Over the past two decades, pearls grown using larger oysters have been produced in the South Pacific and Indian Ocean. The largest pearl oyster is the Pinctada maxima, which is about the size of a plate. South Sea pearls are characterized by their large size and warm luster. Sizes up to 14 mm in diameter are not uncommon. In 2013, Indonesia Pearl [48] supplied 43% of South Sea Pearls’ international market. [49] The other main producers are Australia, the Philippines, Myanmar and Malaysia. [fifty]

Freshwater pearl culture
In 1914, pearl producers began to grow freshwater pearls using the native mussels from Lake Biwa. This lake, the largest and oldest in Japan, is located near the city of Kyoto. The wide and successful use of Biwa Pearl Mussel is reflected in the name Biwa pearls, a phrase that was once almost synonymous with freshwater pearls in general. Since peak production in 1971, when Biwa pearl farmers produced six tons of cultured pearls, pollution has nearly extinguished the industry. Japanese pearl producers recently [when?] They cultivated a hybrid pearl mussel, a cross between the Biwa pearl mussels and a closely related species from China, Hyriopsis cumingi, in Kasumigaura Lake. This industry too has almost ceased production due to pollution. Currently, the Belpearl company based in Kobe, Japan continues to purchase the remaining Kasumiga-ura pearls.

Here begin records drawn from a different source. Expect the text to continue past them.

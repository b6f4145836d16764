use std::sync::Arc;

use anyhow::{Context, Result, bail};
use cryptoadvisor_client::app::{self, ClientConfig};
use cryptoadvisor_client::common::{CrossDomainEvent, EventBus, Topic};
use cryptoadvisor_client::domains::session::{
    Session, SessionError, SessionStorage,
};
use cryptoadvisor_client::infra::constants::wallet::POLL_INTERVAL;

enum Command {
    Watch,
    Deposit(f64),
    Logout,
}

fn parse_command() -> Result<Command> {
    let mut args = std::env::args().skip(1);
    match args.next().as_deref() {
        None | Some("watch") => Ok(Command::Watch),
        Some("deposit") => {
            let raw = args
                .next()
                .context("usage: cryptoadvisor deposit <amount>")?;
            let amount = raw
                .parse::<f64>()
                .with_context(|| format!("invalid amount: {raw}"))?;
            Ok(Command::Deposit(amount))
        }
        Some("logout") => Ok(Command::Logout),
        Some(other) => bail!("unknown command: {other}"),
    }
}

#[tokio::main]
async fn main() -> Result<()> {
    app::init_logger();

    let command = parse_command()?;
    let config = ClientConfig::from_environment()?;
    let api = Arc::new(config.api_client()?);
    let storage = SessionStorage::new()?;
    let bus = EventBus::new();

    let _balance_log = bus.subscribe(Topic::Balance, |event| {
        if let CrossDomainEvent::BalanceChanged { owner, balance } = event {
            log::info!(
                "Balance for {}: {:.2} ({:?} {})",
                owner,
                balance.value,
                balance.source,
                balance.sequence
            );
        }
    });
    let _error_log = bus.subscribe(Topic::BackgroundErrors, |event| {
        if let CrossDomainEvent::RefreshFailed { owner, message } = event {
            log::debug!(
                "Background refresh for {} failed: {}",
                owner,
                message
            );
        }
    });

    let session = match Session::resume(api, storage, bus).await {
        Ok(session) => session,
        Err(SessionError::NotAuthenticated) => {
            log::warn!(
                "No stored session, please login through the web client"
            );
            return Ok(());
        }
        Err(err) => return Err(err.into()),
    };

    match command {
        Command::Logout => {
            session.end().await?;
        }
        Command::Deposit(amount) => {
            let result = session.store().deposit(amount).await;
            session.close().await;
            match result {
                Ok(balance) => log::info!("New balance: {:.2}", balance.value),
                Err(err) if err.requires_login() => {
                    bail!("session expired, please login again")
                }
                Err(err) => bail!(err),
            }
        }
        Command::Watch => {
            session.start_polling(POLL_INTERVAL)?;
            tokio::signal::ctrl_c()
                .await
                .context("failed to listen for ctrl-c")?;
            session.close().await;
        }
    }

    Ok(())
}
use std::fmt::{self, Display};

/// Errors produced by model constructors and validation routines.
#[derive(Debug, Clone, PartialEq, Eq)]
pub enum ModelError {
    InvalidOwnerId(String),
    InvalidMarketCard(String),
}

impl Display for ModelError {
    fn fmt(&self, f: &mut fmt::Formatter<'_>) -> fmt::Result {
        match self {
            ModelError::InvalidOwnerId(raw) => {
                write!(f, "invalid owner id: {raw:?}")
            }
            ModelError::InvalidMarketCard(msg) => {
                write!(f, "invalid market card: {msg}")
            }
        }
    }
}

impl std::error::Error for ModelError {}

pub type Result<T> = std::result::Result<T, ModelError>;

Japanese pearl producers have also invested in the production of cultured pearls from freshwater mussels in China’s Shanghai region. Since then, China has become the world’s largest producer of freshwater pearls, producing over 1,500 tons per year (in addition to metric measurements, Japanese units such as kan and momme are sometimes found in the pearl industry) .

Led by pearl pioneer John Latendresse and his wife Chessy, the United States began cultivating freshwater cultured pearls in the mid 1960s. National Geographic magazine featured the American cultured pearl as a commercial product in its August 1985 issue. Tennessee Pearl Farm has become a tourist destination in recent years, but commercial production of freshwater pearls has ceased.